Closer to home here in Wisconsin, businessman Eric Hovde, recently announced opponent to Sen. Tammy Baldwin's re-election bid, also promises to repeal the ACA, confident that the free market will provide superior health insurance.
Why did 70 previous repeal efforts fail?
The main problem for Republicans attempting to repeal the ACA was not just the program’s increasing popularity; economic principles demonstrate that an unregulated “free” market cannot provide a replacement that will provide universal healthcare coverage. The natural forces of the market will lead the economy away from universal coverage.
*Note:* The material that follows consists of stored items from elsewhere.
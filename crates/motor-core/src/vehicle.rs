//! Vehicle, engine configuration and part records.

use serde::{Deserialize, Serialize};
use utoipa::ToSchema;

use crate::id::VehicleToEngineConfigId;

/// Lazy reference to a vehicle/engine configuration.
///
/// Holds only the id; obtaining one never touches the data store.
#[derive(Debug, Clone, Copy, PartialEq, Eq, Hash)]
pub struct VehicleToEngineConfigRef {
    id: VehicleToEngineConfigId,
}

impl VehicleToEngineConfigRef {
    /// Creates a reference for `id`.
    #[must_use]
    pub const fn new(id: VehicleToEngineConfigId) -> Self {
        Self { id }
    }

    /// Returns the referenced id.
    #[must_use]
    pub const fn id(&self) -> VehicleToEngineConfigId {
        self.id
    }
}

/// Projection of a vehicle/engine configuration for display.
#[derive(Debug, Clone, PartialEq, Eq, Serialize, Deserialize, ToSchema)]
#[serde(rename_all = "camelCase")]
pub struct VehicleSpecification {
    /// Vehicle/engine configuration id.
    pub vehicle_to_engine_config_id: i32,
    /// Model year.
    pub year: i32,
    /// Model name.
    pub model: String,
    /// Make name.
    pub make_name: String,
    /// Submodel or trim description.
    pub description: String,
    /// Engine description.
    pub engine: String,
    /// Human readable summary, e.g. `2006 Honda Accord LX 2.4L`.
    pub display_text: String,
}

/// Reference to a related record by id.
#[derive(Debug, Clone, Copy, PartialEq, Eq, Serialize, Deserialize, ToSchema)]
pub struct IdRef {
    /// Related record id.
    pub id: i32,
}

/// A vehicle/engine configuration returned by VIN lookup.
#[derive(Debug, Clone, PartialEq, Eq, Serialize, Deserialize, ToSchema)]
#[serde(rename_all = "camelCase")]
pub struct VehicleToEngineConfig {
    /// Configuration id.
    pub id: i32,
    /// Vehicle the configuration belongs to.
    pub vehicle: IdRef,
    /// Engine configuration.
    pub engine_config: IdRef,
}

/// A part applicable to a vehicle/engine configuration.
#[derive(Debug, Clone, PartialEq, Eq, Serialize, Deserialize, ToSchema)]
#[serde(rename_all = "camelCase")]
pub struct MotorPart {
    /// Part record id.
    pub id: i32,
    /// Manufacturer part number.
    pub part_number: String,
    /// Part description.
    pub description: String,
    /// Motor category the part is filed under.
    pub motor_category: String,
}

/// Maps a store product category onto a motor data table and category.
#[derive(Debug, Clone, PartialEq, Eq, Hash, Serialize, Deserialize, ToSchema)]
#[serde(rename_all = "camelCase")]
pub struct ProductCategoryTableMap {
    /// Motor table the parts live in.
    pub table: String,
    /// Category within that table.
    pub motor_category: String,
}

/// Sort direction.
#[derive(Debug, Clone, Copy, Default, PartialEq, Eq, Serialize, Deserialize)]
#[serde(rename_all = "UPPERCASE")]
pub enum Direction {
    /// Ascending.
    #[default]
    Asc,
    /// Descending.
    Desc,
}

/// Ordering requested from a motor data lookup.
#[derive(Debug, Clone, PartialEq, Eq, Serialize, Deserialize)]
pub struct Sort {
    /// JSON property to order by.
    pub property: String,
    /// Direction.
    #[serde(default)]
    pub direction: Direction,
}

impl Sort {
    /// Ascending order on `property`.
    pub fn asc(property: impl Into<String>) -> Self {
        Self {
            property: property.into(),
            direction: Direction::Asc,
        }
    }

    /// Descending order on `property`.
    pub fn desc(property: impl Into<String>) -> Self {
        Self {
            property: property.into(),
            direction: Direction::Desc,
        }
    }
}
Insurance firms do not sell a commodity, but rather a service. They collect premiums from customers and in turn protect those customers from the financial disaster of an insured-against event. They sell flood insurance, fire insurance, car insurance, accident insurance and a host of other types. The price, or “premium” they charge customers is based on the risk that the customer imposes on the firm. They place the insured customers of roughly equal risk into groupings, called “pools.” Low risk people are placed in a lower risk pool and charged a lower premium. Higher risk people are relegated to a higher risk pool and charged a higher premium. This process of price determination is called “experience rating.” In car insurance, for example, experience rating results in higher premiums for accident-prone drivers, and lower premiums for drivers with a clean driving record.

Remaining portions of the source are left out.